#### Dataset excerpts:
========

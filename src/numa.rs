//! NUMA and affinity helpers.
//!
//! Backing memory for pools and rings comes from here. On Linux with a
//! NUMA-capable kernel the region is an anonymous mapping bound to a node
//! with `mbind(2)`; everywhere else it is a plain 64-byte aligned heap
//! allocation. Both paths are released by dropping the [`NumaRegion`].

use std::alloc::{self, Layout};
use std::fmt;
use std::ptr::NonNull;

use tracing::{debug, trace};

use crate::error::{Result, SubstrateError};

/// Cache line size assumed throughout the substrate.
pub const CACHE_LINE: usize = 64;

/// Page size used when `sysconf` is unavailable.
const FALLBACK_PAGE_SIZE: usize = 4096;

/// Highest node id we can express in the `mbind` node mask.
const MAX_NODES: usize = 1024;

/// Returns the system page size.
pub fn page_size() -> usize {
    #[cfg(unix)]
    {
        let sz = unsafe { libc::sysconf(libc::_SC_PAGESIZE) };
        if sz > 0 {
            return sz as usize;
        }
    }
    FALLBACK_PAGE_SIZE
}

/// Returns true if the kernel exposes a NUMA memory policy interface.
///
/// Mirrors `numa_available()` from libnuma: a successful `get_mempolicy`
/// with no output arguments means policies are supported.
pub fn numa_available() -> bool {
    #[cfg(target_os = "linux")]
    {
        let rc = unsafe {
            libc::syscall(
                libc::SYS_get_mempolicy,
                std::ptr::null_mut::<libc::c_int>(),
                std::ptr::null_mut::<libc::c_ulong>(),
                0 as libc::c_ulong,
                std::ptr::null_mut::<libc::c_void>(),
                0 as libc::c_ulong,
            )
        };
        rc == 0
    }
    #[cfg(not(target_os = "linux"))]
    {
        false
    }
}

/// NUMA node of the CPU the calling thread is currently running on.
pub fn current_node() -> Option<usize> {
    #[cfg(target_os = "linux")]
    {
        let mut cpu: libc::c_uint = 0;
        let mut node: libc::c_uint = 0;
        let rc = unsafe {
            libc::syscall(
                libc::SYS_getcpu,
                &mut cpu as *mut libc::c_uint,
                &mut node as *mut libc::c_uint,
                std::ptr::null_mut::<libc::c_void>(),
            )
        };
        if rc == 0 {
            return Some(node as usize);
        }
        None
    }
    #[cfg(not(target_os = "linux"))]
    {
        None
    }
}

/// Parse a sysfs cpu list such as `0-3,8-11` into individual CPU ids.
pub fn parse_cpu_list(list: &str) -> Vec<usize> {
    let mut cpus = Vec::new();
    for part in list.trim().split(',').filter(|p| !p.is_empty()) {
        match part.split_once('-') {
            Some((lo, hi)) => {
                if let (Ok(lo), Ok(hi)) = (lo.trim().parse::<usize>(), hi.trim().parse::<usize>()) {
                    cpus.extend(lo..=hi);
                }
            }
            None => {
                if let Ok(cpu) = part.trim().parse::<usize>() {
                    cpus.push(cpu);
                }
            }
        }
    }
    cpus
}

/// CPUs that belong to `node`, empty if the topology is unknown.
pub fn cpus_of_node(node: usize) -> Vec<usize> {
    let path = format!("/sys/devices/system/node/node{node}/cpulist");
    std::fs::read_to_string(path)
        .map(|s| parse_cpu_list(&s))
        .unwrap_or_default()
}

/// Migrate the calling thread's affinity to the CPUs of `node`.
///
/// Best-effort: returns `Ok(false)` when the node has no known CPUs or
/// NUMA is not available, `Err` only when the kernel rejects the mask.
pub fn pin_to_node(node: usize) -> Result<bool> {
    let cpus: Vec<usize> = cpus_of_node(node).into_iter().filter(|&c| c < MAX_CPUS).collect();
    if cpus.is_empty() {
        debug!(node, "no cpus known for node, affinity unchanged");
        return Ok(false);
    }
    set_affinity(&cpus)?;
    debug!(node, cpus = cpus.len(), "pinned thread to node");
    Ok(true)
}

/// CPU ids representable in the affinity mask.
#[cfg(target_os = "linux")]
const MAX_CPUS: usize = libc::CPU_SETSIZE as usize;
#[cfg(not(target_os = "linux"))]
const MAX_CPUS: usize = usize::MAX;

/// Ids at or past `MAX_CPUS` are skipped.
#[cfg(target_os = "linux")]
fn set_affinity(cpus: &[usize]) -> Result<()> {
    unsafe {
        let mut set: libc::cpu_set_t = std::mem::zeroed();
        libc::CPU_ZERO(&mut set);
        for &cpu in cpus.iter().filter(|&&c| c < MAX_CPUS) {
            libc::CPU_SET(cpu, &mut set);
        }
        if libc::sched_setaffinity(0, std::mem::size_of::<libc::cpu_set_t>(), &set) != 0 {
            return Err(SubstrateError::Affinity(
                std::io::Error::last_os_error().to_string(),
            ));
        }
    }
    Ok(())
}

#[cfg(not(target_os = "linux"))]
fn set_affinity(_cpus: &[usize]) -> Result<()> {
    Ok(())
}

/// Pin the current thread to a single core.
///
/// Returns false if the core id is unknown or the OS refused.
pub fn pin_to_core(core: usize) -> bool {
    core_affinity::get_core_ids()
        .and_then(|ids| ids.into_iter().find(|c| c.id == core))
        .map(core_affinity::set_for_current)
        .unwrap_or(false)
}

/// Pin the current thread to the last available core.
///
/// The last core is typically isolated from OS interrupts.
pub fn pin_to_last_core() -> bool {
    core_affinity::get_core_ids()
        .and_then(|ids| ids.last().copied())
        .map(core_affinity::set_for_current)
        .unwrap_or(false)
}

enum Backing {
    /// Anonymous mapping, released with `munmap`.
    #[cfg(target_os = "linux")]
    Mapped { map_len: usize },
    /// Heap allocation, released with `dealloc`.
    Heap(Layout),
}

/// A 64-byte aligned memory region, optionally bound to a NUMA node.
///
/// Dropping the region frees it through the same path that acquired it.
pub struct NumaRegion {
    ptr: NonNull<u8>,
    len: usize,
    node: Option<usize>,
    backing: Backing,
}

// SAFETY: the region is plain memory owned exclusively by this value.
unsafe impl Send for NumaRegion {}
unsafe impl Sync for NumaRegion {}

impl NumaRegion {
    /// Allocate `size` bytes on `node`, or on the caller's node when `None`.
    ///
    /// Falls back to a plain aligned allocation when NUMA is unavailable.
    /// A failed `mbind` keeps the mapping but leaves it unbound.
    pub fn allocate(size: usize, node: Option<usize>) -> Result<Self> {
        let len = size.max(1).next_multiple_of(CACHE_LINE);

        #[cfg(target_os = "linux")]
        {
            if numa_available() {
                return Self::allocate_mapped(len, node.or_else(current_node));
            }
        }

        Self::allocate_heap(len, node)
    }

    /// Plain 64-byte aligned allocation, never bound to a node.
    pub fn allocate_aligned(size: usize) -> Result<Self> {
        Self::allocate_heap(size.max(1).next_multiple_of(CACHE_LINE), None)
    }

    fn allocate_heap(len: usize, requested: Option<usize>) -> Result<Self> {
        let layout = Layout::from_size_align(len, CACHE_LINE)
            .map_err(|_| SubstrateError::OutOfMemory { bytes: len, node: requested })?;
        let raw = unsafe { alloc::alloc(layout) };
        let ptr = NonNull::new(raw)
            .ok_or(SubstrateError::OutOfMemory { bytes: len, node: requested })?;
        trace!(bytes = len, "allocated aligned heap region");
        Ok(Self { ptr, len, node: None, backing: Backing::Heap(layout) })
    }

    #[cfg(target_os = "linux")]
    fn allocate_mapped(len: usize, node: Option<usize>) -> Result<Self> {
        let map_len = len.next_multiple_of(page_size());
        let addr = unsafe {
            libc::mmap(
                std::ptr::null_mut(),
                map_len,
                libc::PROT_READ | libc::PROT_WRITE,
                libc::MAP_PRIVATE | libc::MAP_ANONYMOUS,
                -1,
                0,
            )
        };
        if addr == libc::MAP_FAILED {
            return Err(SubstrateError::OutOfMemory { bytes: map_len, node });
        }
        let ptr = NonNull::new(addr as *mut u8)
            .ok_or(SubstrateError::OutOfMemory { bytes: map_len, node })?;

        let bound = node.filter(|&n| bind_to_node(ptr, map_len, n));
        if bound.is_none() {
            debug!(bytes = map_len, requested = ?node, "mbind unavailable, region left unbound");
        } else {
            trace!(bytes = map_len, node = ?bound, "mapped region bound to node");
        }

        Ok(Self { ptr, len, node: bound, backing: Backing::Mapped { map_len } })
    }

    /// Start of the region. Always 64-byte aligned.
    #[inline]
    pub fn as_ptr(&self) -> *mut u8 {
        self.ptr.as_ptr()
    }

    /// Usable length in bytes (a multiple of 64).
    #[inline]
    pub fn len(&self) -> usize {
        self.len
    }

    /// Regions are never empty; kept for API symmetry.
    #[inline]
    pub fn is_empty(&self) -> bool {
        self.len == 0
    }

    /// Node the region is bound to, if binding succeeded.
    #[inline]
    pub fn node(&self) -> Option<usize> {
        self.node
    }

    /// True if the region came from the NUMA mapping path.
    pub fn is_mapped(&self) -> bool {
        !matches!(self.backing, Backing::Heap(_))
    }

    /// Touch the first byte of every page so later accesses never fault.
    ///
    /// Must run before any data is stored: the touched bytes are zeroed.
    /// Returns the number of pages touched.
    pub fn prefault(&mut self) -> usize {
        let page = page_size();
        let base = self.ptr.as_ptr();
        let mut pages = 0;
        let mut offset = 0;
        while offset < self.len {
            unsafe {
                std::ptr::write_volatile(base.add(offset), 0);
                if offset + page < self.len {
                    prefetch(base.add(offset + page));
                }
            }
            pages += 1;
            offset += page;
        }
        trace!(pages, bytes = self.len, "prefaulted region");
        pages
    }
}

impl Drop for NumaRegion {
    fn drop(&mut self) {
        match self.backing {
            #[cfg(target_os = "linux")]
            Backing::Mapped { map_len } => unsafe {
                libc::munmap(self.ptr.as_ptr().cast(), map_len);
            },
            Backing::Heap(layout) => unsafe {
                alloc::dealloc(self.ptr.as_ptr(), layout);
            },
        }
    }
}

impl fmt::Debug for NumaRegion {
    fn fmt(&self, f: &mut fmt::Formatter<'_>) -> fmt::Result {
        f.debug_struct("NumaRegion")
            .field("ptr", &self.ptr)
            .field("len", &self.len)
            .field("node", &self.node)
            .field("mapped", &self.is_mapped())
            .finish()
    }
}

#[cfg(target_os = "linux")]
fn bind_to_node(ptr: NonNull<u8>, len: usize, node: usize) -> bool {
    const MPOL_BIND: libc::c_int = 2;
    const WORD_BITS: usize = libc::c_ulong::BITS as usize;

    if node >= MAX_NODES {
        return false;
    }
    let mut mask = [0 as libc::c_ulong; MAX_NODES / WORD_BITS];
    mask[node / WORD_BITS] |= 1 << (node % WORD_BITS);

    // The kernel ignores the last bit of `maxnode`.
    let rc = unsafe {
        libc::syscall(
            libc::SYS_mbind,
            ptr.as_ptr() as *mut libc::c_void,
            len as libc::c_ulong,
            MPOL_BIND,
            mask.as_ptr(),
            (MAX_NODES + 1) as libc::c_ulong,
            0 as libc::c_uint,
        )
    };
    rc == 0
}

#[inline(always)]
unsafe fn prefetch(ptr: *const u8) {
    #[cfg(target_arch = "x86_64")]
    {
        use std::arch::x86_64::{_mm_prefetch, _MM_HINT_T0};
        _mm_prefetch::<_MM_HINT_T0>(ptr as *const i8);
    }
    #[cfg(not(target_arch = "x86_64"))]
    {
        let _ = ptr;
    }
}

========

#### EXERCISE:
Only the lines from the first line of the records through the one containing "throughout the substrate." should be reproduced, exactly, with both of them included.

#### RESPONSE FOR THIS EXERCISE:
filename src/numa.rs
//! NUMA and affinity helpers.
//!
//! Backing memory for pools and rings comes from here. On Linux with a
//! NUMA-capable kernel the region is an anonymous mapping bound to a node
//! with `mbind(2)`; everywhere else it is a plain 64-byte aligned heap
//! allocation. Both paths are released by dropping the [`NumaRegion`].

use std::alloc::{self, Layout};
use std::fmt;
use std::ptr::NonNull;

use tracing::{debug, trace};

use crate::error::{Result, SubstrateError};

/// Cache line size assumed throughout the substrate.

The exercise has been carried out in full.